Home sales closed 2023 with a drop of 9.7%, to 586,913 units, and put an end to the mini real estate boom caused by the pandemic in 2021 and 2022, when thousands of families considered that their home did not fit already to a way of life that allows you to spend more time at home and visit the office less and sales shot up by 34.8% and 14.8% respectively.
According to data published this Thursday by the National Institute of Statistics (INE), sales initially rebounded in January but fell last year in the following eleven months. December recorded the lowest sales figure in three years, since December 2020, and transactions fell 15.6% year-on-year, to 36,698 sales.
Although in 2023 transactions only increased in January compared to the previous year, the real estate market has resisted the brutal increase in interest rates much better than experts anticipated, with a Euribor that exceeded 4% in September, so there have only been 63,352 fewer sales, and prices have remained the same. “2023 continues to be the second best real estate year in Spain since 2007,” recalled María Matos, Fotocasa spokesperson.
The strength of the market has been largely sustained by the sale of new homes, which has gained weight to account for 18.6% of transactions, with 110,894 transactions. Developers have sold 5,564 fewer homes (a decline of 4.8%) compared to 2022, a year that marked the highest new construction sales since 2014.
The second-hand market, with buyers with lower purchasing power and who therefore need to go into debt more frequently to close the transaction, was the one that suffered the most: it had a drop in sales of 10.8% last year, to 476,019 transactions, 57,788 less than in 2022, with six months of sales falling at double-digit rates. In December, 29,820 used apartments were sold, the lowest figure in three years and 16.4% less than in December 2022.
Home sales fell last year in all the autonomous communities except in Asturias, where 5.6% more homes were sold than last year. Among the large markets, the falls suffered in the Balearic Islands and Madrid stand out, of -20% and -16%, respectively. Sales also fell sharply in La Rioja (-18%) and more moderately in the Canary Islands (-14.4%), the Basque Country (-12.5%), Galicia (-12.4%), Andalusia (-11. 3%) and Catalonia (-10.7%).
According to Ferran Font, director of studies at Pisos.com, in 2024, home sales “will continue to be marked by the evolution of the Euribor, which is expected to see a change in the clearly upward trend of recent quarters, as well as by the uncertainty that “They generate both the consequences of the different international armed conflicts and the application of the new Housing Law.”

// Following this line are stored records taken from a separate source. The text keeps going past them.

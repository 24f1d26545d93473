pub mod jwt;
pub mod money;
pub mod password;
use serde::{Serialize, Deserialize};
use sea_orm::entity::prelude::*;

#[derive(Clone, Debug, PartialEq, DeriveEntityModel, Serialize, Deserialize)]
#[sea_orm(table_name = "equipment_allocations")]
pub struct Model {
    #[sea_orm(primary_key)]
    pub id: i32,
    pub investor_id: i32,
    pub equipment_id: i32,
    pub amount_allocated: Decimal,
    pub investment_percentage: Decimal, // amount_allocated / equipment.purchase_price * 100
    pub profit_share: Decimal,          // = investment_percentage à la création
    pub total_profit_received: Decimal,
    pub has_exited: bool,
    pub allocated_by: Option<i32>,
    pub created_at: DateTimeUtc,
}

#[derive(Copy, Clone, Debug, EnumIter, DeriveRelation)]
pub enum Relation {
    #[sea_orm(
        belongs_to = "super::investor::Entity",
        from = "Column::InvestorId",
        to = "super::investor::Column::Id"
    )]
    Investor,

    #[sea_orm(
        belongs_to = "super::equipment::Entity",
        from = "Column::EquipmentId",
        to = "super::equipment::Column::Id"
    )]
    Equipment,
}

impl Related<super::investor::Entity> for Entity {
    fn to() -> RelationDef {
        Relation::Investor.def()
    }
}

impl Related<super::equipment::Entity> for Entity {
    fn to() -> RelationDef {
        Relation::Equipment.def()
    }
}

impl ActiveModelBehavior for ActiveModel {}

The granting of mortgages, for its part, fell by 17.81% last year, to 381,560 loans, according to data also published today by the INE. It is the largest decrease in the granting of loans since 2013, in the previous real estate crisis, and places mortgage activity at the level of 2020.
As in the case of sales, only in January did the granting of mortgages increase, and it decreased in the following eleven months. The capital lent stood at 54,209.6 million, with a decrease of 19.4%, in its first drop in nine years, and the average amount fell 2.0%, to 142,074 euros, 3,840 euros less than in the year former.
In December, 24,927 mortgages were signed, 17% less than December of the previous year and the lowest figure since August 2020, in the midst of the pandemic. In the last month of the year, the average interest rate was 3.32%, equaling the maximum reached in October, and the average repayment term was 24 years. In December, with a Euribor at 3.68%, mortgages signed at a variable rate had an interest rate of 3.07% while it reached 3.54% for fixed rate mortgages.
In 2023, 60% of mortgages were granted at fixed interest, a mortgage modality that accounted for 71% of loans in 2022, the record in the INE’s historical series. The banks, however, have made these loans especially more expensive due to the rise in the Euribor, so that their granting has been reduced month by month and in December they were only 54.2% of the loans, with 45.8% of variable rate home mortgages.
The tightening of mortgages has profoundly changed the real estate market: sales of luxury apartments and those of apartments with a price of around 100,000 euros in second home areas close to large capitals remain strong, because their potential buyers do not need a mortgage to close the purchase. Thus, according to INE data, if in 2020, in the midst of the pandemic, 80.4% of homes were purchased in Spain with a mortgage, in 2023 it was only 65%.
Experts also predict an improvement in mortgage conditions for this year. According to Javier Torres, mortgage director at Clikalia, the improvement has already begun at the end of 2023, although it is not yet reflected in the INE data, which has a delay of about two months compared to the moment of signing the mortgage. “At Clikalia we see how some banks are betting on rate improvements and already relaxing certain requirements on the customer profile. Adding these two factors, the future outlook is more reasonable trading volumes than those we saw in 2022,” he assures.